A rendere il quadro ancora più complesso, c’è la recente assoluzione del boss Marco De Micco e di altri quattro imputati dall’accusa dell’omicidio di Carmine D’Onofrio. Il delitto, avvenuto nell’ottobre 2021, era stato letto come un sanguinoso atto di vendetta per l’esplosione di un ordigno nel cortile della famiglia De Micco che secondo quanto emerso dalle indagini sarebbe stato compiuto proprio da D’Onofrio per contestare l’egemonia dei rivali. La sentenza, arrivata tra lo stupore e le reazioni contrastanti nel quartiere, ha però sbugiardato questa tesi alimentando nuove tensioni in un clima già incandescente.

Il timore dei cittadini ha trovato ulteriore riscontro nella realtà la sera dello scorso 15 maggio quando Antonio De Cristofaro, 26 anni, è stato ucciso a colpi d’arma da fuoco in via Flauto Magico, nel rione Conocal, fortino del clan D’Amico. “Bombolone”, questo il soprannome del 26enne, fu arrestato a febbraio del 2023 insieme a Manuel Aprea, rampollo dell’omonimo clan operante a Barra. I sicari gli avrebbero teso una trappola, freddandolo nei pressi della sua abitazione.

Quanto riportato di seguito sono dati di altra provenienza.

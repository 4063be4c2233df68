use anyhow::Result;
use serde::{Deserialize, Serialize};
use std::fs;
use std::path::PathBuf;

/// Default URL handed to the generator when the user just presses enter.
pub const DEFAULT_URL: &str = "https://expert.email/classify";
/// Default output filename when the user just presses enter.
pub const DEFAULT_FILENAME: &str = "Phantom_Engaged_Whitepaper_Full.pdf";
/// Directory (relative to the working directory) where generated PDFs land.
pub const DEFAULT_OUTPUT_DIR: &str = "thoughtpaper";

/// Built-in generator command used when neither the config file nor the
/// `PAPERLAUNCH_GENERATOR` environment variable overrides it.
pub const DEFAULT_GENERATOR_PROGRAM: &str = "venv/bin/python3";
pub const DEFAULT_GENERATOR_SCRIPT: &str = "generate_whitepaper_full.py";

/// External generator command (optional section in config.toml).
#[derive(Debug, Clone, PartialEq, Eq, Serialize, Deserialize)]
pub struct GeneratorConfig {
    /// Program to run (interpreter or binary).
    pub program: String,
    /// Leading arguments placed before the URL and output path.
    #[serde(default)]
    pub args: Vec<String>,
}

impl Default for GeneratorConfig {
    fn default() -> Self {
        Self {
            program: DEFAULT_GENERATOR_PROGRAM.to_string(),
            args: vec![DEFAULT_GENERATOR_SCRIPT.to_string()],
        }
    }
}

/// Global configuration loaded from `~/.config/paperlaunch/config.toml`.
#[derive(Debug, Clone, Serialize, Deserialize)]
pub struct LaunchConfig {
    /// URL substituted when the URL prompt gets an empty answer.
    pub default_url: String,
    /// Filename substituted when the filename prompt gets an empty answer.
    pub default_filename: String,
    /// Output directory, created at startup if absent.
    pub output_dir: String,
    /// Optional generator command; if missing, the built-in default is used.
    #[serde(default)]
    pub generator: Option<GeneratorConfig>,
}

impl Default for LaunchConfig {
    fn default() -> Self {
        Self {
            default_url: DEFAULT_URL.to_string(),
            default_filename: DEFAULT_FILENAME.to_string(),
            output_dir: DEFAULT_OUTPUT_DIR.to_string(),
            generator: None,
        }
    }
}

pub fn config_path() -> Result<PathBuf> {
    let xdg_dirs = xdg::BaseDirectories::with_prefix("paperlaunch")?;
    Ok(xdg_dirs.place_config_file("config.toml")?)
}

/// Load configuration from disk, creating a default file if none exists.
pub fn load_or_init() -> Result<LaunchConfig> {
    let path = config_path()?;
    if !path.exists() {
        let default_cfg = LaunchConfig::default();
        let toml = toml::to_string_pretty(&default_cfg)?;
        if let Some(parent) = path.parent() {
            fs::create_dir_all(parent)?;
        }
        fs::write(&path, toml)?;
        tracing::info!("created default config at {}", path.display());
        return Ok(default_cfg);
    }

    let data = fs::read_to_string(&path)?;
    let cfg: LaunchConfig = toml::from_str(&data)?;
    Ok(cfg)
}

#[cfg(test)]
mod tests {
    use super::*;

    #[test]
    fn default_config_values() {
        let cfg = LaunchConfig::default();
        assert_eq!(cfg.default_url, "https://expert.email/classify");
        assert_eq!(cfg.default_filename, "Phantom_Engaged_Whitepaper_Full.pdf");
        assert_eq!(cfg.output_dir, "thoughtpaper");
        assert!(cfg.generator.is_none());
    }

    #[test]
    fn config_toml_roundtrip() {
        let cfg = LaunchConfig::default();
        let toml = toml::to_string_pretty(&cfg).unwrap();
        let parsed: LaunchConfig = toml::from_str(&toml).unwrap();
        assert_eq!(parsed.default_url, cfg.default_url);
        assert_eq!(parsed.default_filename, cfg.default_filename);
        assert_eq!(parsed.output_dir, cfg.output_dir);
        assert!(parsed.generator.is_none());
    }

    #[test]
    fn config_toml_custom_values() {
        let toml = r#"
            default_url = "http://example.com"
            default_filename = "report.pdf"
            output_dir = "out"
        "#;
        let cfg: LaunchConfig = toml::from_str(toml).unwrap();
        assert_eq!(cfg.default_url, "http://example.com");
        assert_eq!(cfg.default_filename, "report.pdf");
        assert_eq!(cfg.output_dir, "out");
        assert!(cfg.generator.is_none());
    }

    #[test]
    fn config_toml_generator_section() {
        let toml = r#"
            default_url = "http://example.com"
            default_filename = "report.pdf"
            output_dir = "out"

            [generator]
            program = "/usr/bin/python3"
            args = ["gen.py", "--fast"]
        "#;
        let cfg: LaunchConfig = toml::from_str(toml).unwrap();
        let generator = cfg.generator.as_ref().unwrap();
        assert_eq!(generator.program, "/usr/bin/python3");
        assert_eq!(generator.args, vec!["gen.py", "--fast"]);
    }

    #[test]
    fn generator_config_default_args() {
        let toml = r#"
            program = "./gen"
        "#;
        let generator: GeneratorConfig = toml::from_str(toml).unwrap();
        assert_eq!(generator.program, "./gen");
        assert!(generator.args.is_empty());
    }
}
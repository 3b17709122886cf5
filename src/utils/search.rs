//! Literal substring matching for `LIKE`/`ILIKE` filters.

/// Escapes the `LIKE` metacharacters `\`, `%` and `_` so user input matches
/// only itself. PostgreSQL's default escape character is the backslash.
pub fn escape_like(input: &str) -> String {
    let mut escaped = String::with_capacity(input.len());
    for c in input.chars() {
        if matches!(c, '\\' | '%' | '_') {
            escaped.push('\\');
        }
        escaped.push(c);
    }
    escaped
}

/// Pattern matching any value that contains `search` literally. The empty
/// search yields `%%`, which matches everything.
pub fn contains_pattern(search: &str) -> String {
    format!("%{}%", escape_like(search))
}
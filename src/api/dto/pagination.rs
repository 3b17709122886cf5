//! Pagination-related DTOs for API requests and responses.

use serde::{Deserialize, Serialize};
use utoipa::{IntoParams, ToSchema};
use validator::Validate;

use crate::services::PageInfo;

pub const DEFAULT_LIMIT: i64 = 10;
pub const MAX_LIMIT: i64 = 100;

/// Query parameters for the theme listing.
#[derive(Debug, Deserialize, IntoParams, Validate)]
#[into_params(parameter_in = Query)]
pub struct ThemeListQuery {
    /// Page number (1-based)
    #[serde(default = "default_page")]
    #[validate(range(min = 1, message = "Page must be at least 1"))]
    #[param(minimum = 1, example = 1)]
    pub page: i64,

    /// Number of themes per page
    #[serde(default = "default_limit")]
    #[validate(range(min = 1, max = 100, message = "Limit must be between 1 and 100"))]
    #[param(minimum = 1, maximum = 100, example = 10)]
    pub limit: i64,

    /// Case-insensitive substring of the theme name, matched literally
    #[serde(default)]
    #[validate(length(max = 255, message = "Search query is too long"))]
    #[param(example = "acme")]
    pub search: String,
}

fn default_page() -> i64 {
    1
}

fn default_limit() -> i64 {
    DEFAULT_LIMIT
}

/// Pager counters returned next to a page of results.
#[derive(Debug, Clone, PartialEq, Eq, Serialize, ToSchema)]
#[serde(rename_all = "camelCase")]
pub struct PageLinks {
    #[schema(example = 3)]
    pub total_pages: i64,
    #[schema(example = 3)]
    pub next_page: Option<i64>,
    #[schema(example = 1)]
    pub prev_page: Option<i64>,
}

impl From<PageInfo> for PageLinks {
    fn from(info: PageInfo) -> Self {
        Self {
            total_pages: info.total_pages,
            next_page: info.next_page,
            prev_page: info.prev_page,
        }
    }
}
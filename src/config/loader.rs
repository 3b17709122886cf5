//! Configuration loader for vcard-rs
//!
//! This module provides the `ConfigLoader` struct that handles loading
//! configuration from multiple sources with proper precedence.

use std::path::{Path, PathBuf};

use config::builder::DefaultState;
use config::{Config, ConfigBuilder, Environment, File, FileFormat};

use crate::config::environment::Environment as AppEnvironment;
use crate::config::error::ConfigError;
use crate::config::settings::Settings;

/// Environment variable for configuration directory
const CONFIG_DIR_ENV: &str = "VCARD_CONFIG_DIR";

/// Environment variable for specific configuration file
const CONFIG_FILE_ENV: &str = "VCARD_CONFIG_FILE";

const DEFAULT_CONFIG_DIR: &str = "config";

/// Environment variable prefix for configuration overrides
const ENV_PREFIX: &str = "VCARD";

/// Separator for nested configuration keys in environment variables
const ENV_SEPARATOR: &str = "__";

/// Conventional connection string variable; wins over every other source
/// for `database.url`.
pub const DB_CONNECTION_ENV: &str = "DB_CONNECTION";

/// Configuration loader that handles layered configuration loading
///
/// Sources in order of priority (lowest first):
/// 1. `default.toml` (required)
/// 2. `{environment}.toml` (optional)
/// 3. `local.toml` (optional)
/// 4. `VCARD_*` environment variables
/// 5. `DB_CONNECTION` for the database URL
#[derive(Debug)]
pub struct ConfigLoader {
    config_dir: PathBuf,
    /// Specific configuration file path (if set, skips layered loading)
    config_file: Option<PathBuf>,
    environment: AppEnvironment,
}

impl ConfigLoader {
    /// Create a new configuration loader from `VCARD_CONFIG_DIR`,
    /// `VCARD_CONFIG_FILE` and `VCARD_APP_ENV`.
    ///
    /// # Errors
    ///
    /// Returns an error if both `VCARD_CONFIG_DIR` and `VCARD_CONFIG_FILE` are set.
    pub fn new() -> Result<Self, ConfigError> {
        let config_dir_var = std::env::var(CONFIG_DIR_ENV).ok();
        let config_file = std::env::var(CONFIG_FILE_ENV).ok().map(PathBuf::from);

        if config_file.is_some() && config_dir_var.is_some() {
            return Err(ConfigError::mutual_exclusivity(
                "VCARD_CONFIG_DIR and VCARD_CONFIG_FILE cannot both be set. \
                 Use VCARD_CONFIG_DIR for layered configuration or \
                 VCARD_CONFIG_FILE for a single configuration file.",
            ));
        }

        Ok(Self {
            config_dir: config_dir_var
                .map(PathBuf::from)
                .unwrap_or_else(|| PathBuf::from(DEFAULT_CONFIG_DIR)),
            config_file,
            environment: AppEnvironment::from_env(),
        })
    }

    /// Load exactly one file instead of the layered directory.
    pub fn with_config_file(mut self, path: impl Into<PathBuf>) -> Self {
        self.config_file = Some(path.into());
        self
    }

    /// Pick the `{environment}.toml` layer explicitly.
    pub fn with_environment(mut self, environment: AppEnvironment) -> Self {
        self.environment = environment;
        self
    }

    pub fn environment(&self) -> AppEnvironment {
        self.environment
    }

    pub fn config_dir(&self) -> &Path {
        &self.config_dir
    }

    /// Load and validate configuration from all sources.
    ///
    /// # Errors
    ///
    /// Returns an error if `default.toml` is missing (layered mode), parsing
    /// fails, or validation fails.
    pub fn load(&self) -> Result<Settings, ConfigError> {
        let settings = self.load_unvalidated()?;
        settings.validate()?;
        Ok(settings)
    }

    /// Load configuration without validating it, so CLI overrides can be
    /// merged before the final check.
    pub fn load_unvalidated(&self) -> Result<Settings, ConfigError> {
        self.build_config()?.try_deserialize().map_err(|e| {
            ConfigError::ParseError(format!("Failed to deserialize configuration: {}", e))
        })
    }

    fn build_config(&self) -> Result<Config, ConfigError> {
        let builder = Config::builder();

        let builder = match &self.config_file {
            Some(config_file) => Self::add_file_source(builder, config_file, true)?,
            None => self.build_layered_config(builder)?,
        };

        // VCARD_SERVER__PORT -> server.port
        let builder = builder.add_source(
            Environment::with_prefix(ENV_PREFIX)
                .prefix_separator("_")
                .separator(ENV_SEPARATOR)
                .ignore_empty(true)
                .try_parsing(true),
        );

        let db_connection = std::env::var(DB_CONNECTION_ENV)
            .ok()
            .filter(|url| !url.trim().is_empty());
        let builder = builder.set_override_option("database.url", db_connection)?;

        builder.build().map_err(ConfigError::from)
    }

    fn build_layered_config(
        &self,
        builder: ConfigBuilder<DefaultState>,
    ) -> Result<ConfigBuilder<DefaultState>, ConfigError> {
        let builder = Self::add_file_source(builder, &self.config_dir.join("default.toml"), true)?;

        let env_path = self
            .config_dir
            .join(format!("{}.toml", self.environment.as_str()));
        let builder = Self::add_file_source(builder, &env_path, false)?;

        Self::add_file_source(builder, &self.config_dir.join("local.toml"), false)
    }

    fn add_file_source(
        builder: ConfigBuilder<DefaultState>,
        path: &Path,
        required: bool,
    ) -> Result<ConfigBuilder<DefaultState>, ConfigError> {
        if required && !path.exists() {
            return Err(ConfigError::file_not_found(format!(
                "Required configuration file not found: {}",
                path.display()
            )));
        }

        Ok(builder.add_source(
            File::new(path.to_str().unwrap_or_default(), FileFormat::Toml).required(required),
        ))
    }
}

Pochi giorni dopo, il 19 maggio, Salvatore Fioretto, 24 anni, è stato ferito da un colpo d’arma da fuoco alla gamba in viale delle Metamorfosi, nei pressi del Lotto O, fortino del clan De Luca Bossa. Il giovane sarebbe stato avvicinato da due uomini in sella a una moto, con il volto coperto, che hanno aperto il fuoco per poi dileguarsi. Fioretto è stato trasportato all’ospedale Villa Betania, dove è stato medicato.

Poi il time out, imposto dalla festa scudetto, la conquista del quarto tricolore azzurro che, almeno in questa circostanza, non ha visto le logiche della faida in corso irrompere sulla scena per macchiare di sangue le celebrazioni dei tifosi.